> [ASSIGNMENT]: Find the lines in these entries that include the word "display" and state how many there are, with no other words.

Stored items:
|---|
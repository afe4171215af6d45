//! HTTP surface tests over stub directory ports.
//!
//! The stubs honour the tenant context the way a bound session would:
//! a bound context sees exactly its own tenant's rows, an unbound context
//! sees none. The real enforcement lives in the database policies; these
//! tests pin the contract that handlers always thread the extracted
//! context through and map failures to the documented statuses.

use std::collections::HashMap;
use std::sync::Arc;

use actix_web::http::StatusCode;
use actix_web::{App, test, web};
use async_trait::async_trait;
use uuid::Uuid;

use backend::Trace;
use backend::api::employees::{current_employee, list_employees};
use backend::domain::ports::{DirectoryError, EmployeeDirectory};
use backend::domain::{Employee, EmployeeProfile, TenantContext};

/// In-memory directory keyed by tenant identifier.
#[derive(Default)]
struct StubDirectory {
    employees: HashMap<String, Vec<Employee>>,
    failure: Option<DirectoryError>,
}

impl StubDirectory {
    fn with_tenant(mut self, tenant_id: &str, employees: Vec<Employee>) -> Self {
        self.employees.insert(tenant_id.to_owned(), employees);
        self
    }

    fn failing_with(failure: DirectoryError) -> Self {
        Self {
            employees: HashMap::new(),
            failure: Some(failure),
        }
    }

    fn visible(&self, context: &TenantContext) -> Vec<Employee> {
        context
            .tenant_id()
            .and_then(|id| self.employees.get(id.as_str()).cloned())
            .unwrap_or_default()
    }
}

#[async_trait]
impl EmployeeDirectory for StubDirectory {
    async fn list(&self, context: &TenantContext) -> Result<Vec<Employee>, DirectoryError> {
        if let Some(failure) = &self.failure {
            return Err(failure.clone());
        }
        Ok(self.visible(context))
    }

    async fn find_by_email(
        &self,
        context: &TenantContext,
        email: &str,
    ) -> Result<Option<EmployeeProfile>, DirectoryError> {
        if let Some(failure) = &self.failure {
            return Err(failure.clone());
        }
        Ok(self
            .visible(context)
            .into_iter()
            .find(|employee| employee.email == email)
            .map(|employee| EmployeeProfile {
                id: employee.id,
                name: employee.name,
                email: employee.email,
                role: employee.role,
                pto_days_remaining: 12,
            }))
    }
}

fn employee(name: &str, email: &str) -> Employee {
    Employee {
        id: Uuid::new_v4(),
        name: name.to_owned(),
        email: email.to_owned(),
        role: "employee".to_owned(),
    }
}

fn two_tenant_directory() -> StubDirectory {
    StubDirectory::default()
        .with_tenant("acme", vec![employee("Sarah Johnson", "sarah@acme.com")])
        .with_tenant("globex", vec![employee("David Lee", "david@globex.com")])
}

async fn service(
    directory: StubDirectory,
) -> impl actix_web::dev::Service<
    actix_http::Request,
    Response = actix_web::dev::ServiceResponse,
    Error = actix_web::Error,
> {
    let directory: Arc<dyn EmployeeDirectory> = Arc::new(directory);
    test::init_service(
        App::new()
            .app_data(web::Data::from(directory))
            .wrap(Trace)
            .service(list_employees)
            .service(current_employee),
    )
    .await
}

#[actix_web::test]
async fn each_tenant_sees_only_its_own_employees() {
    let app = service(two_tenant_directory()).await;

    for (tenant, expected_email) in [("acme", "sarah@acme.com"), ("globex", "david@globex.com")] {
        let req = test::TestRequest::get()
            .uri("/employees")
            .insert_header(("X-Tenant-ID", tenant))
            .to_request();
        let body: serde_json::Value = test::call_and_read_body_json(&app, req).await;

        let rows = body.as_array().expect("array body");
        assert_eq!(rows.len(), 1, "tenant {tenant} must see exactly one row");
        assert_eq!(rows[0]["email"], expected_email);
    }
}

#[actix_web::test]
async fn missing_tenant_header_is_rejected() {
    let app = service(two_tenant_directory()).await;

    let req = test::TestRequest::get().uri("/employees").to_request();
    let res = test::call_service(&app, req).await;

    assert_eq!(res.status(), StatusCode::BAD_REQUEST);
    let body: serde_json::Value = test::read_body_json(res).await;
    assert_eq!(body["code"], "invalid_request");
    assert!(
        body["message"]
            .as_str()
            .is_some_and(|m| m.contains("X-Tenant-ID"))
    );
}

#[actix_web::test]
async fn blank_tenant_header_never_degrades_to_unbound() {
    let app = service(two_tenant_directory()).await;

    let req = test::TestRequest::get()
        .uri("/employees")
        .insert_header(("X-Tenant-ID", "   "))
        .to_request();
    let res = test::call_service(&app, req).await;

    // A blank identifier is a client error, not an unbound catalog view.
    assert_eq!(res.status(), StatusCode::BAD_REQUEST);
}

#[actix_web::test]
async fn me_returns_profile_within_the_asserted_tenant() {
    let app = service(two_tenant_directory()).await;

    let req = test::TestRequest::get()
        .uri("/me")
        .insert_header(("X-Tenant-ID", "acme"))
        .insert_header(("X-User-Email", "sarah@acme.com"))
        .to_request();
    let body: serde_json::Value = test::call_and_read_body_json(&app, req).await;

    assert_eq!(body["email"], "sarah@acme.com");
    assert_eq!(body["ptoDaysRemaining"], 12);
}

#[actix_web::test]
async fn me_is_not_found_across_tenants() {
    let app = service(two_tenant_directory()).await;

    // The email exists, but under a different tenant.
    let req = test::TestRequest::get()
        .uri("/me")
        .insert_header(("X-Tenant-ID", "globex"))
        .insert_header(("X-User-Email", "sarah@acme.com"))
        .to_request();
    let res = test::call_service(&app, req).await;

    assert_eq!(res.status(), StatusCode::NOT_FOUND);
}

#[actix_web::test]
async fn me_requires_the_user_email_header() {
    let app = service(two_tenant_directory()).await;

    let req = test::TestRequest::get()
        .uri("/me")
        .insert_header(("X-Tenant-ID", "acme"))
        .to_request();
    let res = test::call_service(&app, req).await;

    assert_eq!(res.status(), StatusCode::BAD_REQUEST);
}

#[actix_web::test]
async fn connection_failures_surface_as_service_unavailable() {
    let app = service(StubDirectory::failing_with(DirectoryError::connection(
        "pool checkout timed out",
    )))
    .await;

    let req = test::TestRequest::get()
        .uri("/employees")
        .insert_header(("X-Tenant-ID", "acme"))
        .to_request();
    let res = test::call_service(&app, req).await;

    assert_eq!(res.status(), StatusCode::SERVICE_UNAVAILABLE);
    let body: serde_json::Value = test::read_body_json(res).await;
    assert_eq!(body["code"], "service_unavailable");
    // The bb8 diagnostic stays in the log, never in the body.
    assert_eq!(body["message"], "Service temporarily unavailable");
}

#[actix_web::test]
async fn binding_failures_surface_redacted_as_internal_errors() {
    let app = service(StubDirectory::failing_with(DirectoryError::binding(
        "set_config rejected by policy role",
    )))
    .await;

    let req = test::TestRequest::get()
        .uri("/employees")
        .insert_header(("X-Tenant-ID", "acme"))
        .to_request();
    let res = test::call_service(&app, req).await;

    assert_eq!(res.status(), StatusCode::INTERNAL_SERVER_ERROR);
    let body: serde_json::Value = test::read_body_json(res).await;
    assert_eq!(body["message"], "Internal server error");
}

#[actix_web::test]
async fn responses_carry_a_trace_id_header() {
    let app = service(two_tenant_directory()).await;

    let req = test::TestRequest::get()
        .uri("/employees")
        .insert_header(("X-Tenant-ID", "acme"))
        .to_request();
    let res = test::call_service(&app, req).await;

    assert!(res.headers().contains_key("trace-id"));
}
//! Demo-data seeding through tenant-scoped sessions.
//!
//! Seeding is the one workflow that legitimately uses both context
//! variants: an unbound session to provision and enumerate the tenant
//! catalog, then one bound session per tenant to populate tenant-owned
//! rows. The bound inserts must satisfy the policies' `WITH CHECK` clause,
//! so a binding mismatch fails loudly instead of writing cross-tenant data.

use diesel::prelude::*;
use diesel::upsert::excluded;
use diesel_async::RunQueryDsl;
use thiserror::Error;
use tracing::info;
use uuid::Uuid;

use crate::domain::{Tenant, TenantContext};

use super::models::{NewEmployeeRow, NewPtoBalanceRow, NewTenantRow};
use super::pool::DbPool;
use super::schema::{employees, pto_balances, tenants};
use super::scoped::SessionError;

/// Errors raised while seeding demo data.
#[derive(Debug, Clone, PartialEq, Eq, Error)]
pub enum SeedError {
    /// Session could not be opened (checkout or binding failure).
    #[error("seed session failed: {message}")]
    Session {
        /// Session diagnostic.
        message: String,
    },
    /// A seed statement failed.
    #[error("seed statement failed: {message}")]
    Statement {
        /// Statement diagnostic.
        message: String,
    },
}

impl From<SessionError> for SeedError {
    fn from(error: SessionError) -> Self {
        Self::Session {
            message: error.to_string(),
        }
    }
}

impl From<diesel::result::Error> for SeedError {
    fn from(error: diesel::result::Error) -> Self {
        Self::Statement {
            message: error.to_string(),
        }
    }
}

/// One employee to provision under a tenant.
#[derive(Debug, Clone)]
pub struct SeedEmployee {
    /// Full name.
    pub name: String,
    /// Work email.
    pub email: String,
    /// Coarse role label.
    pub role: String,
    /// Initial PTO balance in days.
    pub pto_days: i32,
}

/// The two demo tenants provisioned by default.
pub fn demo_tenants() -> Vec<(&'static str, &'static str)> {
    vec![("acme", "Acme Corp"), ("globex", "Globex Corporation")]
}

/// Demo employees for a tenant, with emails derived from the display name
/// the way the original fixtures did.
pub fn demo_employees(tenant_name: &str) -> Vec<SeedEmployee> {
    let domain = tenant_name.replace(' ', "").to_lowercase();
    vec![
        SeedEmployee {
            name: "Sarah Johnson".to_owned(),
            email: format!("sarah@{domain}.com"),
            role: "employee".to_owned(),
            pto_days: 12,
        },
        SeedEmployee {
            name: "David Lee".to_owned(),
            email: format!("david@{domain}.com"),
            role: "manager".to_owned(),
            pto_days: 18,
        },
    ]
}

/// Upsert the demo tenants, refreshing display names on reruns.
///
/// Runs under an explicitly unbound session: the catalog is global and the
/// reset performed at binding time guarantees no stale tenant binding from
/// pooled reuse taints the writes. Enumeration afterwards goes through the
/// [`crate::domain::TenantCatalog`] port.
///
/// # Errors
/// Returns [`SeedError`] when the session cannot be opened or a statement
/// fails.
pub async fn ensure_demo_tenants(pool: &DbPool) -> Result<(), SeedError> {
    let mut session = pool.scoped(TenantContext::unbound()).await?;

    let rows: Vec<NewTenantRow<'_>> = demo_tenants()
        .into_iter()
        .map(|(id, name)| NewTenantRow { id, name })
        .collect();

    diesel::insert_into(tenants::table)
        .values(&rows)
        .on_conflict(tenants::id)
        .do_update()
        .set(tenants::name.eq(excluded(tenants::name)))
        .execute(session.conn())
        .await?;

    Ok(())
}

/// Populate one tenant's employees and PTO balances through a bound
/// session, skipping employees that already exist.
///
/// # Errors
/// Returns [`SeedError`] when the session cannot be opened or a statement
/// fails.
pub async fn seed_tenant(
    pool: &DbPool,
    tenant: &Tenant,
    staff: &[SeedEmployee],
) -> Result<(), SeedError> {
    let context = TenantContext::Bound(tenant.id.clone());
    let mut session = pool.scoped(context).await?;

    for member in staff {
        let existing: Option<Uuid> = employees::table
            .filter(employees::email.eq(&member.email))
            .select(employees::id)
            .first(session.conn())
            .await
            .optional()?;

        if existing.is_some() {
            continue;
        }

        let employee_id = Uuid::new_v4();
        diesel::insert_into(employees::table)
            .values(NewEmployeeRow {
                id: employee_id,
                tenant_id: tenant.id.as_str(),
                name: &member.name,
                email: &member.email,
                role: &member.role,
                hire_date: None,
            })
            .execute(session.conn())
            .await?;

        diesel::insert_into(pto_balances::table)
            .values(NewPtoBalanceRow {
                id: Uuid::new_v4(),
                tenant_id: tenant.id.as_str(),
                employee_id,
                pto_days_remaining: member.pto_days,
            })
            .execute(session.conn())
            .await?;
    }

    info!(tenant = %tenant.id, "tenant seeded");
    Ok(())
}

#[cfg(test)]
mod tests {
    use super::*;
    use rstest::rstest;

    #[rstest]
    fn demo_employee_emails_follow_the_tenant_domain() {
        let staff = demo_employees("Acme Corp");
        assert_eq!(staff.len(), 2);
        assert!(staff.iter().all(|member| member.email.ends_with("@acmecorp.com")));
    }

    #[rstest]
    fn session_errors_map_to_seed_session_variant() {
        let err: SeedError = SessionError::binding_failed("rejected").into();
        assert!(matches!(err, SeedError::Session { .. }));
        assert!(err.to_string().contains("rejected"));
    }
}
//! Diesel table definitions for the PostgreSQL schema.
//!
//! These definitions must match the database migrations exactly. They are
//! used by Diesel for compile-time query validation and type-safe SQL
//! generation.
//!
//! Tenant-owned tables (`employees`, `pto_balances`) carry a text
//! `tenant_id` column referencing the catalog; the migrations attach forced
//! row-level-security policies comparing that column against the session's
//! `app.tenant_id` setting. The `tenants` catalog itself has no owning
//! column and no restrictive policy.

diesel::table! {
    /// Global tenant catalog.
    ///
    /// No tenant-owning column; readable from unbound sessions.
    tenants (id) {
        /// Stable tenant identifier, compared textually by the policies.
        id -> Text,
        /// Human-readable display name.
        name -> Text,
        /// Provisioning timestamp.
        created_at -> Timestamptz,
    }
}

diesel::table! {
    /// Tenant-owned employee records.
    employees (id) {
        /// Primary key: UUID v4 identifier.
        id -> Uuid,
        /// Owning tenant; cascades on tenant deletion.
        tenant_id -> Text,
        /// Full name.
        name -> Text,
        /// Work email, unique per tenant.
        email -> Text,
        /// Coarse role label.
        role -> Text,
        /// Optional hire date.
        hire_date -> Nullable<Date>,
    }
}

diesel::table! {
    /// Tenant-owned PTO balances, one row per employee.
    pto_balances (id) {
        /// Primary key: UUID v4 identifier.
        id -> Uuid,
        /// Owning tenant; cascades on tenant deletion.
        tenant_id -> Text,
        /// Employee the balance belongs to.
        employee_id -> Uuid,
        /// Remaining paid-time-off days.
        pto_days_remaining -> Int4,
    }
}

diesel::joinable!(pto_balances -> employees (employee_id));

diesel::allow_tables_to_appear_in_same_query!(tenants, employees, pto_balances);
//! Domain records exposed by the directory ports.
//!
//! These types carry no tenant column: by the time a record reaches the
//! domain it has already been read through a session bound to exactly one
//! tenant, so the owning tenant is implied by the context the caller
//! supplied.

use uuid::Uuid;

use super::tenant::TenantId;

/// Catalog entry for an isolated customer organisation.
///
/// Provisioned out-of-band; read-only from this service's perspective.
#[derive(Debug, Clone, PartialEq, Eq)]
pub struct Tenant {
    /// Stable, globally unique identifier.
    pub id: TenantId,
    /// Human-readable display name.
    pub name: String,
}

/// Employee record as returned by tenant-scoped listings.
#[derive(Debug, Clone, PartialEq, Eq)]
pub struct Employee {
    /// Primary key.
    pub id: Uuid,
    /// Full name.
    pub name: String,
    /// Work email address, unique within the owning tenant.
    pub email: String,
    /// Coarse role label (e.g. `employee`, `manager`).
    pub role: String,
}

/// Employee profile joined with the PTO balance, the "current user" shape.
///
/// A missing balance row reads as zero remaining days.
#[derive(Debug, Clone, PartialEq, Eq)]
pub struct EmployeeProfile {
    /// Primary key.
    pub id: Uuid,
    /// Full name.
    pub name: String,
    /// Work email address.
    pub email: String,
    /// Coarse role label.
    pub role: String,
    /// Remaining paid-time-off days.
    pub pto_days_remaining: i32,
}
|---|
> [RESULT BELOW]: 4